Versorgungssicherheit muss gewährleistet werden
Energiepolitiker und FDP-Bundestagsabgeordneter Michael Kruse übte ebenfalls Kritik am Wirtschaftsministerium und forderte einen konkreten Zeitplan: „Ich bin verblüfft, dass Minister Robert Habeck und sein Ministerium noch immer keinen Zeitplan und kein Konzept der Kaltreserve präsentiert haben“, sagte Kruse der Nachrichtenagentur dpa. „Einen Zeitplan können wir bei diesem wichtigen Thema erwarten, denn es muss schnell geklärt werden.“
Auch er ist überzeugt: „Um die Versorgungssicherheit im Winter zu sichern und um die hohen Energiepreise zu verringern, ist ein Weiterbetrieb der Kernkraftwerke in Deutschland über den 31. Dezember 2022 hinaus alternativlos.“ Habeck dürfe die Versorgungssicherheit in Deutschland nicht „durch wahltaktische Manöver vor der Landtagswahl in Niedersachsen“ am 9. Oktober gefährden.“
Bekämpfung der Inflation hat höchste Priorität
Der Bundesfinanzminister warnte davor, dass die Inflation im Zuge des russischen Angriffs auf die Ukraine und der dadurch ausgelösten Energiekrise außer Kontrolle gerät. „Inflation ist das größte wirtschaftliche Risiko, weil es zur Verarmung führt, verhindert, dass neu investiert wird, und weil auch der Preis nicht mehr eine Knappheit anzeigt. Deshalb ist die Bekämpfung der Inflation die große Priorität. Sie darf sich nicht aus ihrem Anker lösen“, erklärte Lindner bei RND vor Ort. Allerdings könne die Bundesregierung zielgerichtet handeln und werde das auch tun, etwa mit Hilfe der beschlossenen Entlastungspakete. Menschen und Betriebe werden mit den steigenden Preisen nicht allein gelassen.

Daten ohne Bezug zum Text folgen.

//! Core data model: readings produced by devices and the static device specs
//! that drive the pollers.

use chrono::{DateTime, Utc};
use serde::{Deserialize, Serialize};
use std::collections::BTreeMap;
use std::time::Duration;

/// Quality tag for a reading taken without any known problem.
pub const QUALITY_GOOD: &str = "good";

/// One timestamped measurement snapshot from a device.
///
/// Readings are immutable once built; every poll produces a fresh value that
/// replaces the previous one in the cache.
#[derive(Debug, Clone, PartialEq, Serialize, Deserialize)]
pub struct Reading {
    pub device_id: String,
    /// Capture time, always UTC, serialized as RFC-3339 with a `Z` suffix
    #[serde(with = "rfc3339")]
    pub timestamp: DateTime<Utc>,
    /// Metric name -> value; the key set is fixed by the device spec
    pub metrics: BTreeMap<String, f64>,
    /// Opaque status string, minimally "good"
    pub quality: String,
}

impl Reading {
    /// Build a reading stamped now with quality "good".
    pub fn new(device_id: impl Into<String>, metrics: BTreeMap<String, f64>) -> Self {
        Self::at(device_id, Utc::now(), metrics)
    }

    /// Build a reading with an explicit capture time.
    pub fn at(
        device_id: impl Into<String>,
        timestamp: DateTime<Utc>,
        metrics: BTreeMap<String, f64>,
    ) -> Self {
        Self {
            device_id: device_id.into(),
            timestamp,
            metrics,
            quality: QUALITY_GOOD.to_string(),
        }
    }

    pub fn with_quality(mut self, quality: impl Into<String>) -> Self {
        self.quality = quality.into();
        self
    }

    pub fn metric(&self, name: &str) -> Option<f64> {
        self.metrics.get(name).copied()
    }

    pub fn is_good(&self) -> bool {
        self.quality == QUALITY_GOOD
    }
}

/// Static configuration for one field device.
///
/// Loaded once at startup and never changed; one poller is bound to exactly
/// one spec for its whole lifetime.
#[derive(Debug, Clone, PartialEq, Serialize, Deserialize)]
pub struct DeviceSpec {
    /// Unique within a running instance
    pub id: String,

    /// Driver selector, e.g. "fake"
    #[serde(rename = "type")]
    pub device_type: String,

    /// Fixed polling cadence, e.g. "1s" or "250ms"
    #[serde(with = "humantime_serde")]
    pub poll_every: Duration,

    /// +/- fraction applied by simulated drivers (0.05 = 5%)
    #[serde(default)]
    pub jitter: f64,

    /// Ordered metric names this device reports
    #[serde(default)]
    pub metric_names: Vec<String>,
}

impl DeviceSpec {
    pub fn new(
        id: impl Into<String>,
        device_type: impl Into<String>,
        poll_every: Duration,
        metric_names: &[&str],
    ) -> Self {
        Self {
            id: id.into(),
            device_type: device_type.into(),
            poll_every,
            jitter: 0.0,
            metric_names: metric_names.iter().map(|m| m.to_string()).collect(),
        }
    }

    pub fn with_jitter(mut self, jitter: f64) -> Self {
        self.jitter = jitter;
        self
    }

    /// Deadline for a single poll attempt: half the polling interval.
    pub fn poll_budget(&self) -> Duration {
        self.poll_every / 2
    }
}

/// RFC-3339 timestamps that keep sub-second precision and always use `Z`.
mod rfc3339 {
    use chrono::{DateTime, SecondsFormat, Utc};
    use serde::{Deserialize, Deserializer, Serializer};

    pub fn serialize<S>(ts: &DateTime<Utc>, serializer: S) -> Result<S::Ok, S::Error>
    where
        S: Serializer,
    {
        serializer.serialize_str(&ts.to_rfc3339_opts(SecondsFormat::AutoSi, true))
    }

    pub fn deserialize<'de, D>(deserializer: D) -> Result<DateTime<Utc>, D::Error>
    where
        D: Deserializer<'de>,
    {
        let raw = String::deserialize(deserializer)?;
        DateTime::parse_from_rfc3339(&raw)
            .map(|ts| ts.with_timezone(&Utc))
            .map_err(serde::de::Error::custom)
    }
}

#[cfg(test)]
mod tests {
    use super::*;
    use chrono::TimeZone;

    fn sample() -> Reading {
        let mut metrics = BTreeMap::new();
        metrics.insert("pressure_bar".to_string(), 6.234_567_891);
        metrics.insert("temp_c".to_string(), 71.5);
        let ts = Utc.with_ymd_and_hms(2024, 3, 9, 14, 5, 7).unwrap()
            + chrono::Duration::nanoseconds(123_456_789);
        Reading::at("press-1", ts, metrics)
    }

    #[test]
    fn test_reading_json_shape() {
        let value = serde_json::to_value(sample()).unwrap();
        assert_eq!(value["device_id"], "press-1");
        assert_eq!(value["timestamp"], "2024-03-09T14:05:07.123456789Z");
        assert_eq!(value["metrics"]["temp_c"], 71.5);
        assert_eq!(value["quality"], "good");
        assert_eq!(value.as_object().unwrap().len(), 4);
    }

    #[test]
    fn test_reading_json_round_trip() {
        let reading = sample();
        let json = serde_json::to_string(&reading).unwrap();
        let back: Reading = serde_json::from_str(&json).unwrap();
        assert_eq!(back, reading);
    }

    #[test]
    fn test_reading_accepts_offset_timestamps() {
        let json = r#"{"device_id":"a","timestamp":"2024-01-01T02:00:00+02:00","metrics":{},"quality":"good"}"#;
        let reading: Reading = serde_json::from_str(json).unwrap();
        assert_eq!(reading.timestamp, Utc.with_ymd_and_hms(2024, 1, 1, 0, 0, 0).unwrap());
    }

    #[test]
    fn test_quality_helpers() {
        let reading = sample();
        assert!(reading.is_good());
        assert!(!reading.with_quality("stale").is_good());
    }

    #[test]
    fn test_device_spec_yaml() {
        let yaml = r#"
id: press-1
type: fake
poll_every: 1s
jitter: 0.05
metric_names: [pressure_bar]
"#;
        let spec: DeviceSpec = serde_yaml::from_str(yaml).unwrap();
        assert_eq!(spec.id, "press-1");
        assert_eq!(spec.device_type, "fake");
        assert_eq!(spec.poll_every, Duration::from_secs(1));
        assert_eq!(spec.poll_budget(), Duration::from_millis(500));
        assert_eq!(spec.metric_names, vec!["pressure_bar".to_string()]);
    }

    #[test]
    fn test_device_spec_defaults() {
        let spec: DeviceSpec =
            serde_yaml::from_str("id: x\ntype: fake\npoll_every: 250ms\n").unwrap();
        assert_eq!(spec.jitter, 0.0);
        assert!(spec.metric_names.is_empty());
    }
}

Es gehe jetzt darum, individuelle soziale Härten und wirtschaftliche Strukturbrüche abzumildern. Daher hat das Kabinett mit dem Jahressteuergesetz bereits zahlreiche Entlastungsmaßnahmen für kleine Einkommen, die arbeitende Mitte und Unternehmen auf den Weg gebracht und auch den Entwurf für ein Inflationsausgleichsgesetz verabschiedet. „Dadurch werden 48 Millionen Menschen profitieren“, betonte Lindner.